● GOAL OF THE EXERCISE: Each entry needs to be reproduced exactly, with none left out.

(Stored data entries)
┌──
//! Error types for the ajax layer.
//!
//! Only configuration problems surface as errors. A request that reached the
//! transport always resolves to an [`AjaxResult`](crate::ajax::AjaxResult),
//! whatever its status; HTTP and network failures are carried by
//! `has_error()` instead.

/// Errors raised before a request is handed to the transport.
#[derive(Debug, Clone, PartialEq, Eq, thiserror::Error)]
pub enum AjaxError {
    /// The request could not be assembled, e.g. no URL was given.
    #[error("Invalid request: {0}")]
    InvalidRequest(String),

    /// The URL could not be parsed or resolved.
    #[error("Invalid URL: {0}")]
    InvalidUrl(String),

    /// The verb is not one the transport can send.
    #[error("Unsupported HTTP method: {0}")]
    InvalidMethod(String),

    /// Invalid header name or value.
    #[error("Invalid header: {0}")]
    InvalidHeader(String),

    /// The network primitive could not be created.
    #[error("Transport unavailable: {0}")]
    TransportUnavailable(String),

    /// The transport failed while talking to the server.
    #[error("HTTP request error: {0}")]
    Request(String),

    /// Request timed out.
    #[error("Request timed out")]
    Timeout,

    /// Connection refused or failed.
    #[error("Connection error: {0}")]
    Connection(String),

    /// JSON serialization/deserialization error.
    #[error("JSON error: {0}")]
    Json(String),
}

impl AjaxError {
    /// Create an invalid-request error.
    pub fn invalid_request(message: impl Into<String>) -> Self {
        Self::InvalidRequest(message.into())
    }

    /// Whether this error is raised before anything is sent.
    pub fn is_configuration(&self) -> bool {
        matches!(
            self,
            Self::InvalidRequest(_)
                | Self::InvalidUrl(_)
                | Self::InvalidMethod(_)
                | Self::InvalidHeader(_)
                | Self::TransportUnavailable(_)
        )
    }
}

impl From<reqwest::Error> for AjaxError {
    fn from(err: reqwest::Error) -> Self {
        if err.is_timeout() {
            Self::Timeout
        } else if err.is_connect() {
            Self::Connection(err.to_string())
        } else if err.is_builder() {
            Self::TransportUnavailable(err.to_string())
        } else {
            Self::Request(err.to_string())
        }
    }
}

impl From<url::ParseError> for AjaxError {
    fn from(err: url::ParseError) -> Self {
        Self::InvalidUrl(err.to_string())
    }
}

impl From<serde_json::Error> for AjaxError {
    fn from(err: serde_json::Error) -> Self {
        Self::Json(err.to_string())
    }
}

impl From<http::header::InvalidHeaderName> for AjaxError {
    fn from(err: http::header::InvalidHeaderName) -> Self {
        Self::InvalidHeader(err.to_string())
    }
}

impl From<http::header::InvalidHeaderValue> for AjaxError {
    fn from(err: http::header::InvalidHeaderValue) -> Self {
        Self::InvalidHeader(err.to_string())
    }
}

/// A specialized Result type for ajax operations.
pub type Result<T> = std::result::Result<T, AjaxError>;

#[cfg(test)]
mod tests {
    use super::*;

    #[test]
    fn test_configuration_classification() {
        assert!(AjaxError::invalid_request("URL wasn't specified").is_configuration());
        assert!(AjaxError::InvalidMethod("FETCH".into()).is_configuration());
        assert!(!AjaxError::Timeout.is_configuration());
        assert!(!AjaxError::Json("eof".into()).is_configuration());
    }

    #[test]
    fn test_display() {
        let err = AjaxError::invalid_request("URL wasn't specified");
        assert_eq!(err.to_string(), "Invalid request: URL wasn't specified");
    }

    #[test]
    fn test_header_error_conversion() {
        let err: AjaxError = http::HeaderName::from_bytes(b"bad header")
            .unwrap_err()
            .into();
        assert!(matches!(err, AjaxError::InvalidHeader(_)));
    }
}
└──
● ANSWER TO THIS PROBLEM:
//! Error types for the ajax layer.
//!
//! Only configuration problems surface as errors. A request that reached the
//! transport always resolves to an [`AjaxResult`](crate::ajax::AjaxResult),
//! whatever its status; HTTP and network failures are carried by
//! `has_error()` instead.

/// Errors raised before a request is handed to the transport.
#[derive(Debug, Clone, PartialEq, Eq, thiserror::Error)]
pub enum AjaxError {
    /// The request could not be assembled, e.g. no URL was given.
    #[error("Invalid request: {0}")]
    InvalidRequest(String),

    /// The URL could not be parsed or resolved.
    #[error("Invalid URL: {0}")]
    InvalidUrl(String),

    /// The verb is not one the transport can send.
    #[error("Unsupported HTTP method: {0}")]
    InvalidMethod(String),

    /// Invalid header name or value.
    #[error("Invalid header: {0}")]
    InvalidHeader(String),

    /// The network primitive could not be created.
    #[error("Transport unavailable: {0}")]
    TransportUnavailable(String),

    /// The transport failed while talking to the server.
    #[error("HTTP request error: {0}")]
    Request(String),

    /// Request timed out.
    #[error("Request timed out")]
    Timeout,

    /// Connection refused or failed.
    #[error("Connection error: {0}")]
    Connection(String),

    /// JSON serialization/deserialization error.
    #[error("JSON error: {0}")]
    Json(String),
}

impl AjaxError {
    /// Create an invalid-request error.
    pub fn invalid_request(message: impl Into<String>) -> Self {
        Self::InvalidRequest(message.into())
    }

    /// Whether this error is raised before anything is sent.
    pub fn is_configuration(&self) -> bool {
        matches!(
            self,
            Self::InvalidRequest(_)
                | Self::InvalidUrl(_)
                | Self::InvalidMethod(_)
                | Self::InvalidHeader(_)
                | Self::TransportUnavailable(_)
        )
    }
}

impl From<reqwest::Error> for AjaxError {
    fn from(err: reqwest::Error) -> Self {
        if err.is_timeout() {
            Self::Timeout
        } else if err.is_connect() {
            Self::Connection(err.to_string())
        } else if err.is_builder() {
            Self::TransportUnavailable(err.to_string())
        } else {
            Self::Request(err.to_string())
        }
    }
}

impl From<url::ParseError> for AjaxError {
    fn from(err: url::ParseError) -> Self {
        Self::InvalidUrl(err.to_string())
    }
}

impl From<serde_json::Error> for AjaxError {
    fn from(err: serde_json::Error) -> Self {
        Self::Json(err.to_string())
    }
}

impl From<http::header::InvalidHeaderName> for AjaxError {
    fn from(err: http::header::InvalidHeaderName) -> Self {
        Self::InvalidHeader(err.to_string())
    }
}

impl From<http::header::InvalidHeaderValue> for AjaxError {
    fn from(err: http::header::InvalidHeaderValue) -> Self {
        Self::InvalidHeader(err.to_string())
    }
}

/// A specialized Result type for ajax operations.
pub type Result<T> = std::result::Result<T, AjaxError>;

#[cfg(test)]
mod tests {
    use super::*;

    #[test]
    fn test_configuration_classification() {
        assert!(AjaxError::invalid_request("URL wasn't specified").is_configuration());
        assert!(AjaxError::InvalidMethod("FETCH".into()).is_configuration());
        assert!(!AjaxError::Timeout.is_configuration());
        assert!(!AjaxError::Json("eof".into()).is_configuration());
    }

    #[test]
    fn test_display() {
        let err = AjaxError::invalid_request("URL wasn't specified");
        assert_eq!(err.to_string(), "Invalid request: URL wasn't specified");
    }

    #[test]
    fn test_header_error_conversion() {
        let err: AjaxError = http::HeaderName::from_bytes(b"bad header")
            .unwrap_err()
            .into();
        assert!(matches!(err, AjaxError::InvalidHeader(_)));
    }
}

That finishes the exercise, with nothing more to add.